Im Knast

                                         
                                                                                  (Bild:Tim Pearce)

Als ich das erste Mal im Knast saß, war ich ein ängstlich. Gut, ich kannte mich hier nicht aus.
Eine besorgte Patientin - nennen wir sie Maria Ichbindiebestimmerin - hatte um Hilfe gebeten. Sie musste ihren Sohn abholen, und schimpfte: "Er muß endlich einer Psychotherapie zustimmen, sonst überlass ich den Bengel seinem Schicksal. Nicht arbeiten können, aber Geld ausgeben!? Alles habe ich für ihn getan, einfach alles. Und wie dankt er es mir? Büchst ständig aus."

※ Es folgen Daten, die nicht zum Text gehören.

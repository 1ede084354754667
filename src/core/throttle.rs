use std::collections::HashMap;
use std::time::{Duration, Instant};

use super::types::NotifyChannel;

/// Per-channel notification rate limiter.
///
/// An emission is allowed only when at least `min_interval` has elapsed since
/// the last *allowed* emission on that channel; a suppressed attempt updates
/// no state, so it cannot push the window forward. Channels are independent.
#[derive(Debug, Clone)]
pub struct NotificationThrottle {
    min_interval: Duration,
    last_emitted: HashMap<NotifyChannel, Instant>,
}

impl NotificationThrottle {
    pub fn new(min_interval: Duration) -> Self {
        Self {
            min_interval,
            last_emitted: HashMap::new(),
        }
    }

    /// Returns whether the caller may emit on `channel` right now.
    pub fn try_emit(&mut self, channel: NotifyChannel) -> bool {
        self.try_emit_at(channel, Instant::now())
    }

    pub fn try_emit_at(&mut self, channel: NotifyChannel, now: Instant) -> bool {
        if let Some(last) = self.last_emitted.get(&channel) {
            if now.saturating_duration_since(*last) < self.min_interval {
                return false;
            }
        }
        self.last_emitted.insert(channel, now);
        true
    }
}

#[cfg(test)]
mod tests {
    use super::*;

    #[test]
    fn second_emit_within_interval_is_suppressed() {
        let mut throttle = NotificationThrottle::new(Duration::from_secs(5));
        let t0 = Instant::now();

        assert!(throttle.try_emit_at(NotifyChannel::Alert, t0));
        assert!(!throttle.try_emit_at(NotifyChannel::Alert, t0 + Duration::from_secs(3)));
        assert!(throttle.try_emit_at(NotifyChannel::Alert, t0 + Duration::from_secs(6)));
    }

    #[test]
    fn suppressed_attempt_does_not_reset_the_window() {
        let mut throttle = NotificationThrottle::new(Duration::from_secs(5));
        let t0 = Instant::now();

        assert!(throttle.try_emit_at(NotifyChannel::ConnectionStatus, t0));
        // Suppressed at t0+4; if it reset the window, t0+5 would also be suppressed.
        assert!(!throttle.try_emit_at(NotifyChannel::ConnectionStatus, t0 + Duration::from_secs(4)));
        assert!(throttle.try_emit_at(NotifyChannel::ConnectionStatus, t0 + Duration::from_secs(5)));
    }

    #[test]
    fn channels_are_independent() {
        let mut throttle = NotificationThrottle::new(Duration::from_secs(5));
        let t0 = Instant::now();

        assert!(throttle.try_emit_at(NotifyChannel::ConnectionStatus, t0));
        assert!(throttle.try_emit_at(NotifyChannel::Alert, t0));
        assert!(!throttle.try_emit_at(NotifyChannel::ConnectionStatus, t0 + Duration::from_secs(1)));
        assert!(throttle.try_emit_at(NotifyChannel::System, t0 + Duration::from_secs(1)));
    }
}
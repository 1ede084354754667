use std::collections::VecDeque;

/// Fixed-capacity ring buffer.
///
/// Small wrapper around `VecDeque`:
/// - `push` is O(1) and evicts from the front when full.
/// - Memory usage is bounded by `capacity`.
#[derive(Debug, Clone, Default, PartialEq)]
pub struct CircularBuffer<T> {
    buffer: VecDeque<T>,
    capacity: usize,
}

impl<T> CircularBuffer<T> {
    pub fn new(capacity: usize) -> Self {
        Self {
            buffer: VecDeque::with_capacity(capacity),
            capacity,
        }
    }

    pub fn push(&mut self, item: T) {
        // Capacity==0 means "store nothing". Without this guard, VecDeque could grow unbounded.
        if self.capacity == 0 {
            return;
        }

        if self.buffer.len() == self.capacity {
            self.buffer.pop_front();
        }
        self.buffer.push_back(item);
    }

    pub fn iter(&self) -> impl DoubleEndedIterator<Item = &T> {
        self.buffer.iter()
    }

    pub fn front(&self) -> Option<&T> {
        self.buffer.front()
    }

    pub fn back(&self) -> Option<&T> {
        self.buffer.back()
    }

    pub fn len(&self) -> usize {
        self.buffer.len()
    }

    pub fn capacity(&self) -> usize {
        self.capacity
    }

    pub fn is_empty(&self) -> bool {
        self.buffer.is_empty()
    }

    pub fn is_full(&self) -> bool {
        self.buffer.len() == self.capacity
    }

    pub fn clear(&mut self) {
        self.buffer.clear();
    }
}

impl<'a, T> IntoIterator for &'a CircularBuffer<T> {
    type Item = &'a T;
    type IntoIter = std::collections::vec_deque::Iter<'a, T>;

    fn into_iter(self) -> Self::IntoIter {
        self.buffer.iter()
    }
}

impl<T> IntoIterator for CircularBuffer<T> {
    type Item = T;
    type IntoIter = std::collections::vec_deque::IntoIter<T>;

    fn into_iter(self) -> Self::IntoIter {
        self.buffer.into_iter()
    }
}
use std::collections::HashMap;
use std::time::Duration;

use chrono::{DateTime, Utc};
use serde::Serialize;
use thiserror::Error;

/// Convenience result alias for telemetry session operations.
pub type TelemetryResult<T> = Result<T, TelemetryError>;

/// Canonical error surface shared across the crate.
#[derive(Debug, Error)]
pub enum TelemetryError {
    #[error("Connection failed: {0}")]
    ConnectionFailed(String),

    #[error("Transport error ({context}): {error}")]
    TransportError {
        context: &'static str,
        error: String,
    },

    #[error("Parse failed: {0}")]
    ParseFailed(String),

    #[error("Invalid state: {0}")]
    InvalidState(String),

    #[error("Actor error: {0}")]
    ActorError(String),

    #[error("Timeout: {context}")]
    Timeout { context: String },
}

/// High-level connection status of the telemetry session.
#[derive(Debug, Clone, Copy, PartialEq, Eq, Serialize)]
pub enum ConnectionState {
    Disconnected,
    Connecting,
    Connected,
}

/// Why the session left the Connected (or Connecting) state.
#[derive(Debug, Clone)]
pub enum DisconnectCause {
    RemoteClosed,
    ReadFailure { error: String },
    WriteFailure { error: String },
    HandshakeFailed { message: String },
}

/// Severity attached to throttled notification requests.
#[derive(Debug, Clone, Copy, PartialEq, Eq, Serialize)]
pub enum Severity {
    Info,
    Success,
    Warning,
    Error,
}

/// Derived device status signal carried by readings named `status`.
///
/// The wire encodes 1 = well, 2 = not well; any other value carries no
/// status meaning and the reading is aggregated like any other sensor.
#[derive(Debug, Clone, Copy, PartialEq, Eq, Serialize)]
pub enum StatusLevel {
    Well,
    NotWell,
}

impl StatusLevel {
    pub fn from_value(value: f64) -> Option<Self> {
        if value == 1.0 {
            Some(StatusLevel::Well)
        } else if value == 2.0 {
            Some(StatusLevel::NotWell)
        } else {
            None
        }
    }

    pub fn message(self) -> &'static str {
        match self {
            StatusLevel::Well => "device status: well",
            StatusLevel::NotWell => "device status: not well",
        }
    }

    pub fn severity(self) -> Severity {
        match self {
            StatusLevel::Well => Severity::Success,
            StatusLevel::NotWell => Severity::Error,
        }
    }
}

/// Independent notification channels rate-limited by the throttle.
#[derive(Debug, Clone, Copy, PartialEq, Eq, Hash, Serialize)]
pub enum NotifyChannel {
    ConnectionStatus,
    Alert,
    System,
}

impl NotifyChannel {
    pub fn as_str(self) -> &'static str {
        match self {
            NotifyChannel::ConnectionStatus => "connection-status",
            NotifyChannel::Alert => "alert",
            NotifyChannel::System => "system",
        }
    }
}

/// One classified sensor observation. Immutable once constructed; only the
/// message router builds these, and only for `{name, value}` shapes.
#[derive(Debug, Clone, Serialize)]
pub struct SensorReading {
    pub name: String,
    pub value: f64,
    pub raw_text: Option<String>,
    pub received_at: DateTime<Utc>,
}

/// Per-sensor means over one sampling interval, stamped with the tick time.
#[derive(Debug, Clone, PartialEq, Serialize)]
pub struct AggregatePoint {
    pub window_ts: DateTime<Utc>,
    pub values: HashMap<String, f64>,
}

/// Events published to the presentation layer on the session's broadcast
/// channel. Rendering is entirely the consumer's responsibility.
#[derive(Debug, Clone, Serialize)]
pub enum CoreEvent {
    StateChanged(ConnectionState),
    Aggregate(AggregatePoint),
    SeriesView(Vec<AggregatePoint>),
    RawLog(String),
    Notification {
        channel: NotifyChannel,
        message: String,
        severity: Severity,
    },
    Status(StatusLevel),
}

/// Reconnect backoff bounds.
#[derive(Debug, Clone, Copy)]
pub struct BackoffConfig {
    pub base: Duration,
    pub max: Duration,
}

impl Default for BackoffConfig {
    fn default() -> Self {
        Self {
            base: Duration::from_secs(1),
            max: Duration::from_secs(30),
        }
    }
}

/// Raw-log write-volume policy for reading-derived entries.
///
/// Alert/system entries bypass the policy and are always logged.
#[derive(Debug, Clone, Copy, Default)]
pub enum LogSamplingConfig {
    #[default]
    All,
    Periodic {
        every: u32,
    },
    Random {
        probability: f64,
        seed: Option<u64>,
    },
}

/// Externally supplied session configuration. Nothing here is hard-coded in
/// the session logic; defaults match the reference deployment.
#[derive(Debug, Clone)]
pub struct SessionConfig {
    pub url: String,
    pub sampling_interval: Duration,
    pub refresh_interval: Duration,
    pub display_window: Duration,
    pub series_capacity: usize,
    pub raw_log_capacity: usize,
    pub backoff: BackoffConfig,
    pub notify_min_interval: Duration,
    /// Emit the throttled "disconnected, retrying" notice on the first failed
    /// attempt and every Nth thereafter.
    pub disconnect_notify_every: u32,
    pub log_sampling: LogSamplingConfig,
}

impl Default for SessionConfig {
    fn default() -> Self {
        Self {
            url: "ws://localhost:8765/".to_string(),
            sampling_interval: Duration::from_secs(1),
            refresh_interval: Duration::from_secs(1),
            display_window: Duration::from_secs(60),
            series_capacity: 600,
            raw_log_capacity: 200,
            backoff: BackoffConfig::default(),
            notify_min_interval: Duration::from_secs(5),
            disconnect_notify_every: 5,
            log_sampling: LogSamplingConfig::All,
        }
    }
}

Im Warteraum begrüßte uns ein Wachmeister: "Nehmen Sie Platz, wir holen Ihren Filius."
Hier, direkt auf der Wache, würde mir dieser Kerl wohl nichts antun? Richtig begeistert war ich nicht, einen Patienten aufgezwungen zu bekommen. Und dieser mit Sicherheit auch nicht. Manchmal würde ich mein Helfersyndrom am Liebsten auf den Mond schießen. Wenn er mich nun erschoss? Meine Gedanken schossen Querbeet.
Die Eisentür wurde aufgeschlossen, der Schlüssel hakte, dann quietschten Türscharniere. Meine Backenzähne pressten sich auf einander. Es war soweit. Ich würde das erste Mal einen echten Knacki sehen. Da! Jetzt! kam er! Uhf!
Sie schoben ihn herein. Ein kleines Männlein, das in einem Rollstuhl lehnte. Seine rechte Hand döste bewegungslos auf seinen dünnen Beinen. Seine Schultern trieb es Richtung Brustbein, ebenso seinen Kopf, den er mühsam in die Höhe reckte, um mich anzustrahlen: "Hallo. Ich heiße Ben".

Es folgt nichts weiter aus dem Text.